I love my kids. I really miss them now that both boys are away at college. I must also confess that Abby and I have adjusted surprisingly well to the “empty nest”. With the kids at school, we have found more time for ourselves including taking a yoga class at the local Park and rec department. Additionally food shopping has become much easier and less expensive, there’s less laundry and less dishes, the house stays cleaner, and Abby is free to use her Stop and Shop gas points for HER car!
After 33 years of helping parents with college planning (this month starts my 34th year in the financial planning business), I can now say I have real-life first-hand experience with this. My experience tells me what most of you already know: college costs are skyrocketing. According to The College Board, a non-profit research and advocacy organization, the average cost for tuition, fees, room and board, books and personal expenses was about $24,000 per year last year for in-state students at a public college. The average cost for out-of-state students at a public college was $33,000. The average private college cost was approximately $45,000 with many private schools costing more than $60,000 per year.

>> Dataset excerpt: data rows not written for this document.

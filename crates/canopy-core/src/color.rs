//! Cell colors.

use serde::{Deserialize, Serialize};

/// RGBA color with values in the range [0.0, 1.0].
#[derive(Debug, Clone, Copy, PartialEq, Serialize, Deserialize)]
pub struct Color {
    /// Red component [0.0, 1.0]
    pub r: f32,
    /// Green component [0.0, 1.0]
    pub g: f32,
    /// Blue component [0.0, 1.0]
    pub b: f32,
    /// Alpha component [0.0, 1.0]
    #[serde(default = "opaque")]
    pub a: f32,
}

const fn opaque() -> f32 {
    1.0
}

impl Color {
    /// Create a new color, clamping values to [0.0, 1.0].
    #[must_use]
    pub fn new(r: f32, g: f32, b: f32, a: f32) -> Self {
        Self {
            r: r.clamp(0.0, 1.0),
            g: g.clamp(0.0, 1.0),
            b: b.clamp(0.0, 1.0),
            a: a.clamp(0.0, 1.0),
        }
    }

    /// Create an opaque color from RGB values.
    #[must_use]
    pub fn rgb(r: f32, g: f32, b: f32) -> Self {
        Self::new(r, g, b, 1.0)
    }

    /// Parse a hex color string (e.g., "#ff0000" or "ff0000").
    ///
    /// Supports 6-character RGB and 8-character RGBA formats.
    ///
    /// # Errors
    ///
    /// Returns an error if the string is not a valid hex color.
    pub fn from_hex(hex: &str) -> Result<Self, ColorParseError> {
        let hex = hex.trim_start_matches('#');
        if !hex.is_ascii() {
            return Err(ColorParseError::InvalidHex);
        }

        let channel = |range: std::ops::Range<usize>| {
            u8::from_str_radix(&hex[range], 16)
                .map(|v| f32::from(v) / 255.0)
                .map_err(|_| ColorParseError::InvalidHex)
        };

        match hex.len() {
            6 => Ok(Self::rgb(channel(0..2)?, channel(2..4)?, channel(4..6)?)),
            8 => Ok(Self::new(
                channel(0..2)?,
                channel(2..4)?,
                channel(4..6)?,
                channel(6..8)?,
            )),
            _ => Err(ColorParseError::InvalidLength),
        }
    }

    /// Convert to hex string (RGB only).
    #[must_use]
    pub fn to_hex(&self) -> String {
        format!(
            "#{:02x}{:02x}{:02x}",
            (self.r * 255.0).round() as u8,
            (self.g * 255.0).round() as u8,
            (self.b * 255.0).round() as u8
        )
    }

    /// Same color with a different alpha.
    #[must_use]
    pub fn with_alpha(self, a: f32) -> Self {
        Self::new(self.r, self.g, self.b, a)
    }

    /// Multiply the RGB channels by `factor`, leaving alpha untouched.
    ///
    /// Each channel is computed in `f64` and narrowed once, so the result
    /// does not depend on `f32` rounding of the factor.
    #[must_use]
    pub fn scale_rgb(&self, factor: f64) -> Self {
        let scale = |c: f32| (f64::from(c) * factor) as f32;
        Self::new(scale(self.r), scale(self.g), scale(self.b), self.a)
    }

    // Common colors
    /// Black color
    pub const BLACK: Self = Self {
        r: 0.0,
        g: 0.0,
        b: 0.0,
        a: 1.0,
    };
    /// White color
    pub const WHITE: Self = Self {
        r: 1.0,
        g: 1.0,
        b: 1.0,
        a: 1.0,
    };
    /// Pure red, the base hue for negative values
    pub const RED: Self = Self {
        r: 1.0,
        g: 0.0,
        b: 0.0,
        a: 1.0,
    };
    /// Pure green, the base hue for positive values
    pub const GREEN: Self = Self {
        r: 0.0,
        g: 1.0,
        b: 0.0,
        a: 1.0,
    };
}

impl Default for Color {
    fn default() -> Self {
        Self::BLACK
    }
}

/// Error type for color parsing.
#[derive(Debug, Clone, PartialEq, Eq)]
pub enum ColorParseError {
    /// Invalid hex characters
    InvalidHex,
    /// Invalid string length
    InvalidLength,
}

impl std::fmt::Display for ColorParseError {
    fn fmt(&self, f: &mut std::fmt::Formatter<'_>) -> std::fmt::Result {
        match self {
            Self::InvalidHex => write!(f, "invalid hex characters"),
            Self::InvalidLength => write!(f, "invalid hex string length (expected 6 or 8)"),
        }
    }
}

impl std::error::Error for ColorParseError {}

By contrast, a two year community college averaged $3,435 per year. In Connecticut, all credits earned at a community college in the Connecticut State and University College System can matriculate to four year colleges in the system.
I wish I could tell you the secret for paying for your children’s college. The truth is there is no magic bullet. Paying for college will typically include a combination of strategies including:
- Savings: 529 plans, possibly Roth IRA’s and custodial accounts
- Financial Aid: both merit and needs based
- Loans: taken out by parents and by students
- Current Income: from students working during school or on semester break as well as parents redirecting current income or forgoing/delaying purchases during college years.

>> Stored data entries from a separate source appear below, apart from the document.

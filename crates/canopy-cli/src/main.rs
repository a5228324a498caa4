//! Canopy CLI - lay out grouped signed values as a squarified treemap.
//!
//! Input is a JSON object of groups, each mapping item labels to a signed
//! value (for example sector -> ticker -> daily change in percent):
//!
//! ```json
//! { "semiconductors": { "NVDA": 2.1, "INTC": -0.8 },
//!   "oil-gas": { "XOM": -1.2, "CVX": 0.4 } }
//! ```

#![allow(clippy::needless_pass_by_value, clippy::uninlined_format_args)]

use anyhow::{anyhow, bail, Context, Result};
use canopy_core::{group_by_mean, NodeRef};
use canopy_layout::{
    Canvas, LayoutConfig, LayoutEngine, PlacedRectangle, Projection, View,
};
use clap::{Parser, Subcommand, ValueEnum};
use serde::Serialize;
use serde_json::{Map, Value};
use std::io::Read;
use std::path::{Path, PathBuf};
use tracing::{debug, info};
use tracing_subscriber::EnvFilter;

#[derive(Parser)]
#[command(name = "canopy")]
#[command(about = "Squarified treemap layout for grouped signed values")]
#[command(version)]
struct Cli {
    /// Log at debug level unless RUST_LOG says otherwise
    #[arg(short, long, global = true)]
    verbose: bool,

    #[command(subcommand)]
    command: Commands,
}

#[derive(Subcommand)]
enum Commands {
    /// Lay out a level of the hierarchy and print its cells
    Layout {
        /// Input JSON file, or '-' for stdin
        input: PathBuf,

        /// TOML config with canvas, colors and projection settings
        #[arg(short, long)]
        config: Option<PathBuf>,

        /// Canvas width (overrides config)
        #[arg(long)]
        width: Option<f64>,

        /// Canvas height (overrides config)
        #[arg(long)]
        height: Option<f64>,

        /// Drill into the cell with this label; repeat to go deeper
        #[arg(short, long)]
        drill: Vec<String>,

        /// Output format
        #[arg(short, long, value_enum, default_value_t = Format::Text)]
        format: Format,

        /// Print extruded blocks on the centered canvas instead of cells
        #[arg(long)]
        blocks: bool,
    },

    /// Check that every level of the input can be laid out
    Check {
        /// Input JSON file, or '-' for stdin
        input: PathBuf,
    },
}

#[derive(Clone, Copy, ValueEnum)]
enum Format {
    Text,
    Json,
}

/// One cell in JSON output.
#[derive(Serialize)]
struct CellReport<'a> {
    label: &'a str,
    value: f64,
    x: f64,
    y: f64,
    width: f64,
    height: f64,
    color: String,
    children: usize,
}

impl<'a> From<&'a PlacedRectangle> for CellReport<'a> {
    fn from(cell: &'a PlacedRectangle) -> Self {
        Self {
            label: &cell.node.label,
            value: cell.node.signed_value(),
            x: cell.bounds.x,
            y: cell.bounds.y,
            width: cell.bounds.width,
            height: cell.bounds.height,
            color: cell.color.to_hex(),
            children: cell.node.children.len(),
        }
    }
}

fn main() {
    let cli = Cli::parse();
    init_tracing(cli.verbose);

    let result = match cli.command {
        Commands::Layout {
            input,
            config,
            width,
            height,
            drill,
            format,
            blocks,
        } => run_layout(&input, config.as_deref(), width, height, &drill, format, blocks),
        Commands::Check { input } => run_check(&input),
    };

    if let Err(e) = result {
        eprintln!("Error: {:#}", e);
        std::process::exit(1);
    }
}

fn init_tracing(verbose: bool) {
    let default = if verbose { "debug" } else { "warn" };
    let filter = EnvFilter::try_from_default_env().unwrap_or_else(|_| EnvFilter::new(default));
    tracing_subscriber::fmt()
        .with_env_filter(filter)
        .with_writer(std::io::stderr)
        .init();
}

fn read_input(path: &Path) -> Result<Vec<NodeRef>> {
    let source = if path.as_os_str() == "-" {
        let mut buf = String::new();
        std::io::stdin()
            .read_to_string(&mut buf)
            .context("failed to read stdin")?;
        buf
    } else {
        std::fs::read_to_string(path)
            .with_context(|| format!("failed to read {}", path.display()))?
    };
    parse_input(&source)
}

/// Parse `group -> item -> number` JSON, keeping document order.
fn parse_input(source: &str) -> Result<Vec<NodeRef>> {
    let doc: Map<String, Value> =
        serde_json::from_str(source).context("input must map group -> item -> number")?;
    debug!(groups = doc.len(), "parsed input");

    let mut groups = Vec::with_capacity(doc.len());
    for (group, items) in doc {
        let Value::Object(items) = items else {
            bail!("group '{}' must map item -> number", group);
        };
        let items = items
            .into_iter()
            .map(|(item, value)| {
                value
                    .as_f64()
                    .map(|v| (item.clone(), v))
                    .ok_or_else(|| anyhow!("item '{}' in group '{}' is not a number", item, group))
            })
            .collect::<Result<Vec<_>>>()?;
        groups.push((group, items));
    }
    Ok(group_by_mean(groups))
}

/// Follow `labels` down from the current level, one label per level.
fn drill_path(engine: &mut LayoutEngine, labels: &[String]) -> Result<()> {
    for label in labels {
        let Some(cell) = engine
            .current()
            .iter()
            .find(|c| &c.node.label == label)
            .cloned()
        else {
            bail!("no cell labelled '{}' at this level", label);
        };
        if !engine.select_cell(&cell)? {
            bail!("'{}' has no children to drill into", label);
        }
        info!(label = %label, "drilled down");
    }
    Ok(())
}

fn run_layout(
    input: &Path,
    config: Option<&Path>,
    width: Option<f64>,
    height: Option<f64>,
    drill: &[String],
    format: Format,
    blocks: bool,
) -> Result<()> {
    let mut config = match config {
        Some(path) => LayoutConfig::load(path)?,
        None => LayoutConfig::default(),
    };
    config.canvas = Canvas::new(
        width.unwrap_or(config.canvas.width),
        height.unwrap_or(config.canvas.height),
    );
    config.validate()?;

    let roots = read_input(input)?;
    let mut engine = LayoutEngine::with_color_scheme(roots, config.canvas, config.colors)
        .context("cannot lay out top level")?;

    drill_path(&mut engine, drill)?;

    let cells = engine.current();
    match (format, blocks) {
        (Format::Json, false) => {
            let report: Vec<CellReport<'_>> = cells.iter().map(CellReport::from).collect();
            println!("{}", serde_json::to_string_pretty(&report)?);
        }
        (Format::Json, true) => {
            let projected = Projection::new(config.canvas, config.projection).blocks(cells);
            println!("{}", serde_json::to_string_pretty(&projected)?);
        }
        (Format::Text, false) => print_cells(&engine),
        (Format::Text, true) => {
            for block in Projection::new(config.canvas, config.projection).blocks(cells) {
                println!(
                    "{:<24} center=({:>8.2}, {:>8.2}) size={:>7.2} x {:>7.2} height={:>6.2} {}",
                    block.label.replace('\n', " "),
                    block.center.x,
                    block.center.y,
                    block.width,
                    block.depth,
                    block.height,
                    block.color
                );
            }
        }
    }
    Ok(())
}

fn print_cells(engine: &LayoutEngine) {
    let path: Vec<&str> = engine.trail().iter().map(|n| n.label.as_str()).collect();
    match engine.view() {
        View::Root => println!("Level: root"),
        View::Drilled(_) => println!("Level: {}", path.join(" > ")),
    }
    let scheme = engine.colors().scheme();
    println!(
        "Colors: positive {} negative {} floor {}",
        scheme.positive.to_hex(),
        scheme.negative.to_hex(),
        scheme.floor
    );
    println!(
        "{:<20} {:>9} {:>7} {:>7} {:>7} {:>7}  {}",
        "LABEL", "VALUE", "X", "Y", "W", "H", "COLOR"
    );
    for cell in engine.current() {
        let marker = if cell.is_navigable() { "+" } else { " " };
        println!(
            "{:<20} {:>+9.3} {:>7.4} {:>7.4} {:>7.4} {:>7.4}  {}{}",
            cell.node.label,
            cell.node.signed_value(),
            cell.bounds.x,
            cell.bounds.y,
            cell.bounds.width,
            cell.bounds.height,
            cell.color.to_hex(),
            marker
        );
    }
}

fn run_check(input: &Path) -> Result<()> {
    let (groups, items) = check_levels(read_input(input)?)?;
    println!("✓ {} groups, {} items, every level lays out", groups, items);
    Ok(())
}

/// Lay out the root and every group below it. Returns group and item counts.
fn check_levels(roots: Vec<NodeRef>) -> Result<(usize, usize)> {
    if roots.is_empty() {
        bail!("no group has a non-zero value");
    }

    let items: usize = roots.iter().map(|g| g.children.len()).sum();
    let mut engine = LayoutEngine::new(roots, Canvas::default())?;
    for index in 0..engine.current().len() {
        let label = engine.current()[index].node.label.clone();
        engine
            .select_index(index)
            .with_context(|| format!("group '{}' cannot be laid out", label))?;
        engine.return_to_root()?;
    }
    Ok((engine.root_nodes().len(), items))
}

According to the Fidelity College Savings Indicator Survey, the top regrets of parents with students at least in 10th grade are:
- They wish they had saved more each month
- They wish they had opened a 529 account sooner
- They wish they had treated contributions to a college fund like a monthly bill
- They wish they had boosted savings by 1% every year
- They wish they had prioritized college savings over impulse buys.
So the simple advice for most on college planning is to use a 529 account AND save as much as you can to cover the expected costs.

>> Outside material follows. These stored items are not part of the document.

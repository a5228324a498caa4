//! Squarified treemap layout.
//!
//! Nodes are consumed in order. The current group (a row or column of
//! consecutive nodes) keeps growing while adding the next node does not make
//! its worst aspect ratio any worse; otherwise the group is finalized against
//! the remaining space and a new group starts. The remaining space is always
//! the bottom-right part of the canvas.

use canopy_core::{LayoutError, Rect, Result};
use tracing::trace;

use crate::normalize::NormalizedNode;

/// How a finalized group is packed into the available space.
#[derive(Debug, Clone, Copy, PartialEq, Eq)]
pub enum Orientation {
    /// Used when the available space is at least as wide as it is tall. The
    /// group becomes a column of width `Σarea / h`, its members stacked down
    /// the height; the column is then removed from the width.
    Column,
    /// Used when the available space is taller than it is wide. The group
    /// becomes a row of height `Σarea / w`, its members side by side across
    /// the width; the row is then removed from the height.
    Row,
}

impl Orientation {
    /// Orientation for an available space of `w x h`.
    #[must_use]
    pub fn for_space(w: f64, h: f64) -> Self {
        if w >= h {
            Self::Column
        } else {
            Self::Row
        }
    }

    /// The side the group is laid against.
    fn side(self, w: f64, h: f64) -> f64 {
        match self {
            Self::Column => h,
            Self::Row => w,
        }
    }
}

/// A node with its final position, in fractions of the canvas.
#[derive(Debug, Clone, Copy, PartialEq)]
pub struct Placement<'a> {
    /// The normalized node that was placed.
    pub normalized: NormalizedNode<'a>,
    /// Position and size within the unit square.
    pub bounds: Rect,
}

/// Running statistics of the group under construction: the nodes
/// `start..end` with their total and smallest area.
#[derive(Debug, Clone, Copy)]
struct Group {
    start: usize,
    end: usize,
    total: f64,
    smallest: f64,
}
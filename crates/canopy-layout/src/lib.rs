#![allow(clippy::missing_const_for_fn)]
#![allow(clippy::unwrap_used)]
#![allow(clippy::doc_markdown)]
//! Squarified treemap layout engine.
//!
//! Lays out one level of a weighted hierarchy of signed values as
//! non-overlapping, area-proportional, near-square cells on a fixed canvas,
//! colors each cell by sign and relative size, and navigates between levels.
//!
//! # Pipeline
//!
//! - [`normalize`]: rescales sibling magnitudes so they sum to the canvas area
//! - [`squarify`]: partitions the canvas into rows and columns of cells
//! - [`ColorMapper`]: picks a hue by sign and a brightness by area
//! - [`LayoutEngine`]: runs the three in order and tracks drill-down state
//!
//! Output geometry is in canvas fractions; [`Projection`] maps it back onto a
//! centered canvas for block scenes.

mod color_map;
mod config;
mod engine;
mod normalize;
mod projection;
mod squarify;

pub use color_map::{AreaRange, ColorMapper, ColorScheme};
pub use config::{ConfigError, LayoutConfig};
pub use engine::{Canvas, LayoutEngine, PlacedRectangle, View};
pub use normalize::{normalize, NormalizedNode};
pub use projection::{label_text, Block, Projection, ProjectionConfig};
pub use squarify::{squarify, Orientation, Placement};
#![allow(clippy::missing_const_for_fn)]
#![allow(clippy::unwrap_used)]
//! Core types for the Canopy treemap engine.
//!
//! This crate provides the data shared by the layout engine and its callers:
//! - Hierarchy data: [`HierarchyNode`], [`NodeRef`]
//! - Geometric primitives: [`Point`], [`Rect`]
//! - Color representation: [`Color`]
//! - Errors: [`LayoutError`], [`ErrorKind`]
//! - Caller-side aggregation: [`group_by_mean`]

mod aggregate;
mod color;
mod error;
mod geometry;
mod node;

pub use aggregate::group_by_mean;
pub use color::{Color, ColorParseError};
pub use error::{ErrorKind, LayoutError, Result};
pub use geometry::{Point, Rect};
pub use node::{HierarchyNode, NodeRef};
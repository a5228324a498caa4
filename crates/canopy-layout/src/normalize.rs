//! Rescaling sibling weights to a target area.

use canopy_core::{LayoutError, NodeRef, Result};

/// A node paired with its share of the canvas area.
///
/// Lives only for the duration of one layout pass.
#[derive(Debug, Clone, Copy, PartialEq)]
pub struct NormalizedNode<'a> {
    /// The node being laid out.
    pub node: &'a NodeRef,
    /// `magnitude / Σ magnitude * target_area`.
    pub area: f64,
}

/// Rescale `nodes` so their areas sum to `target_area`, preserving order.
///
/// Zero-weight nodes are not filtered out here; they surface as an
/// invariant violation in [`squarify`](crate::squarify).
pub fn normalize(nodes: &[NodeRef], target_area: f64) -> Result<Vec<NormalizedNode<'_>>> {
    if !(target_area.is_finite() && target_area > 0.0) {
        return Err(LayoutError::invariant(format!(
            "target area must be positive and finite, got {target_area}"
        )));
    }
    if nodes.is_empty() {
        return Err(LayoutError::EmptyLevel);
    }

    let total: f64 = nodes.iter().map(|n| n.magnitude).sum();
    // Written so that NaN also fails.
    if !(total > 0.0) {
        return Err(LayoutError::NonPositiveTotal { total });
    }

    Ok(nodes
        .iter()
        .map(|node| NormalizedNode {
            node,
            area: node.magnitude / total * target_area,
        })
        .collect())
}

Now let me offer advice about withdrawing money from 529 plans. To receive tax-free withdrawals, the distributions must NOT exceed the adjusted Qualified Higher Educational Expense (or QHEE). QHEE include room and board, tuition and fees, books and supplies, and any school-related special services or requirements. You must then deduct any costs already covered by tax-free education assistance including: Pell grants, tax-free scholarships and fellowships, tuition discounts, Veteran’s educational programs, and tax-free employer educational assistance programs. You also need to deduct the cost you may have used to claim and American Opportunity Tax Credit or Lifetime Learning Credit. I can appreciate the desire to double up on the tax benefits for the same college expenses but the IRS won’t allow it.
Please note the “Q” in QHEE. Not all expenses qualify. Besides beer, other expenses not qualifying for tax-free withdrawals are the cost of off-campus housing in excess of the actual amount charged for housing operated by the college. Also your student must be enrolled at least half-time for these expenses to qualify.
Textbook costs are qualified BUT only if required by the course. This is not an insignificant cost as according to The College Board, the 2014-15 average cost for required books and supplies was $1200 per year. The same goes for computers and related equipment and services. They are qualified expenses if considered required for educational purposes. If in doubt the college’s financial aid office should be able to give guidance. Remember for those expenses not considered qualified, the earnings portion of the distributions will be taxed as ordinary income and could incur a 10% tax penalty.
Keep good records. This advice shouldn’t be too hard to follow as colleges provide regular bills for their expenses. But keep track of room and board for students in off-campus housing as well as books and equipment which are not included on the college’s bill. Also, please build in time for us to process your 529 distribution request. Some investment companies are better at processing requests quickly than others.
I wish you all a wonderful upcoming holiday season. I truly look forward to having my empty-nest being filled with family and friends. I know I’ll enjoy having Jon and Mike home with all the extra mess, extra noise, extra laundry, extra food costs, and extra love that will come with them.